[英]adding a column based on other values
I have a dataframe with millions of rows and three columns labeled Keywords, Impressions, Clicks. 我有一个包含数百万行和三列标记为关键字,展示次数,点击次数的数据框。 I'd like to add a column with values depending on the evaluation of this function:
我想根据此函数的评估添加一个包含值的列:
isType <- function(Impressions, Clicks)
{
if (Impressions >= 1 & Clicks >= 1){return("HasClicks")} else if (Impressions >=1 & Clicks == 0){return("NoClicks")} else {return("ZeroImp")}
}
so far so good. 到现在为止还挺好。 I then try this to create the column but 1) it takes for ever and 2) it marks all the rows has "HasClicks" even the ones where it shouldn't.

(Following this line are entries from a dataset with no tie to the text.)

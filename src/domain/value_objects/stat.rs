//! Characteristics - the nine core attributes of an investigator

use std::fmt;
use std::str::FromStr;

use serde::{Deserialize, Serialize};

/// Lowest value any ordinary characteristic may hold
pub const STAT_FLOOR: i32 = 15;
/// Lowest value for size, intelligence and education
pub const HIGH_STAT_FLOOR: i32 = 40;
/// Highest value a characteristic may be set to by hand
pub const STAT_CEILING: i32 = 90;

/// One of the nine characteristics
#[derive(Debug, Clone, Copy, PartialEq, Eq, PartialOrd, Ord, Hash, Serialize, Deserialize)]
pub enum Stat {
    #[serde(rename = "str")]
    Strength,
    #[serde(rename = "con")]
    Constitution,
    #[serde(rename = "siz")]
    Size,
    #[serde(rename = "dex")]
    Dexterity,
    #[serde(rename = "app")]
    Appearance,
    #[serde(rename = "int")]
    Intelligence,
    #[serde(rename = "pow")]
    Power,
    #[serde(rename = "edu")]
    Education,
    #[serde(rename = "luck")]
    Luck,
}

impl Stat {
    /// All characteristics in sheet order
    pub const ALL: [Stat; 9] = [
        Stat::Strength,
        Stat::Constitution,
        Stat::Size,
        Stat::Dexterity,
        Stat::Appearance,
        Stat::Intelligence,
        Stat::Power,
        Stat::Education,
        Stat::Luck,
    ];

    pub fn abbreviation(&self) -> &'static str {
        match self {
            Self::Strength => "STR",
            Self::Constitution => "CON",
            Self::Size => "SIZ",
            Self::Dexterity => "DEX",
            Self::Appearance => "APP",
            Self::Intelligence => "INT",
            Self::Power => "POW",
            Self::Education => "EDU",
            Self::Luck => "LUCK",
        }
    }

    pub fn display_name(&self) -> &'static str {
        match self {
            Self::Strength => "Strength",
            Self::Constitution => "Constitution",
            Self::Size => "Size",
            Self::Dexterity => "Dexterity",
            Self::Appearance => "Appearance",
            Self::Intelligence => "Intelligence",
            Self::Power => "Power",
            Self::Education => "Education",
            Self::Luck => "Luck",
        }
    }

    /// Minimum floor the current value is clamped to after any change
    pub fn minimum(&self) -> i32 {
        match self {
            Self::Size | Self::Intelligence | Self::Education => HIGH_STAT_FLOOR,
            _ => STAT_FLOOR,
        }
    }

    /// Rolled as (2d6+6)×5 rather than 3d6×5
    pub fn uses_education_roll(&self) -> bool {
        matches!(self, Self::Size | Self::Intelligence | Self::Education)
    }
}

impl fmt::Display for Stat {
    fn fmt(&self, f: &mut fmt::Formatter<'_>) -> fmt::Result {
        write!(f, "{}", self.abbreviation())
    }
}

/// Error returned when a characteristic name is not recognised
#[derive(Debug, Clone, PartialEq, Eq, thiserror::Error)]
#[error("Unknown characteristic: {0}")]
pub struct StatParseError(pub String);

impl FromStr for Stat {
    type Err = StatParseError;

    /// Accepts abbreviations ("EDU") and full names ("education"), any case
    fn from_str(s: &str) -> Result<Self, Self::Err> {
        match s.trim().to_lowercase().as_str() {
            "str" | "strength" => Ok(Self::Strength),
            "con" | "constitution" => Ok(Self::Constitution),
            "siz" | "size" => Ok(Self::Size),
            "dex" | "dexterity" => Ok(Self::Dexterity),
            "app" | "appearance" => Ok(Self::Appearance),
            "int" | "intelligence" => Ok(Self::Intelligence),
            "pow" | "power" => Ok(Self::Power),
            "edu" | "education" => Ok(Self::Education),
            "luck" | "lck" => Ok(Self::Luck),
            _ => Err(StatParseError(s.to_string())),
        }
    }
}

/// A full set of characteristic values
///
/// Used both for the rolled base snapshot and the modifier-adjusted current
/// values. Access by [`Stat`] goes through [`Stats::get`] / [`Stats::set`].
#[derive(Debug, Clone, Copy, PartialEq, Eq, Default, Serialize, Deserialize)]
pub struct Stats {
    #[serde(rename = "str")]
    pub strength: i32,
    #[serde(rename = "con")]
    pub constitution: i32,
    #[serde(rename = "siz")]
    pub size: i32,
    #[serde(rename = "dex")]
    pub dexterity: i32,
    #[serde(rename = "app")]
    pub appearance: i32,
    #[serde(rename = "int")]
    pub intelligence: i32,
    #[serde(rename = "pow")]
    pub power: i32,
    #[serde(rename = "edu")]
    pub education: i32,
    pub luck: i32,
}

impl Stats {
    /// Every characteristic set to the same value
    pub fn uniform(value: i32) -> Self {
        let mut stats = Self::default();
        for stat in Stat::ALL {
            stats.set(stat, value);
        }
        stats
    }

    pub fn get(&self, stat: Stat) -> i32 {
        match stat {
            Stat::Strength => self.strength,
            Stat::Constitution => self.constitution,
            Stat::Size => self.size,
            Stat::Dexterity => self.dexterity,
            Stat::Appearance => self.appearance,
            Stat::Intelligence => self.intelligence,
            Stat::Power => self.power,
            Stat::Education => self.education,
            Stat::Luck => self.luck,
        }
    }

    pub fn set(&mut self, stat: Stat, value: i32) {
        *self.get_mut(stat) = value;
    }

    pub fn get_mut(&mut self, stat: Stat) -> &mut i32 {
        match stat {
            Stat::Strength => &mut self.strength,
            Stat::Constitution => &mut self.constitution,
            Stat::Size => &mut self.size,
            Stat::Dexterity => &mut self.dexterity,
            Stat::Appearance => &mut self.appearance,
            Stat::Intelligence => &mut self.intelligence,
            Stat::Power => &mut self.power,
            Stat::Education => &mut self.education,
            Stat::Luck => &mut self.luck,
        }
    }

    pub fn with(mut self, stat: Stat, value: i32) -> Self {
        self.set(stat, value);
        self
    }

    pub fn iter(&self) -> impl Iterator<Item = (Stat, i32)> + '_ {
        Stat::ALL.into_iter().map(move |stat| (stat, self.get(stat)))
    }
}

然后我尝试这个来创建列,但1)它需要永远和2)它标记所有行有“HasClicks”甚至是它不应该的那些。
# Creates a dataframe
Type <- data.frame()
# Loops until last row and store it in data.frame
for (i in c(1:dim(Mydf)[1])) {Type <- rbind(Type,isType(Mydf$Impressions[i], Mydf$Clicks[i]))}
# Add the column to Mydf
Mydf <- transform(Mydf, Type = Type)
input data: 输入数据:
Keywords,Impressions,Clicks 关键字,展示次数,点击次数
"Hello",0,0 “你好”,0,0
"World",1,0 “世界”,1,0
"R",34,23 “R”,34,23
Wanted output: 通缉输出:
Keywords,Impressions,Clicks,Type 关键字,展示次数,点击次数,类型
"Hello",0,0,"ZeroImp" “你好”,0,0, “ZeroImp”
"World",1,0,"NoClicks" “世界”,1,0, “NoClicks”
"R",34,23,"HasClicks" “R”,34,23, “HasClicks”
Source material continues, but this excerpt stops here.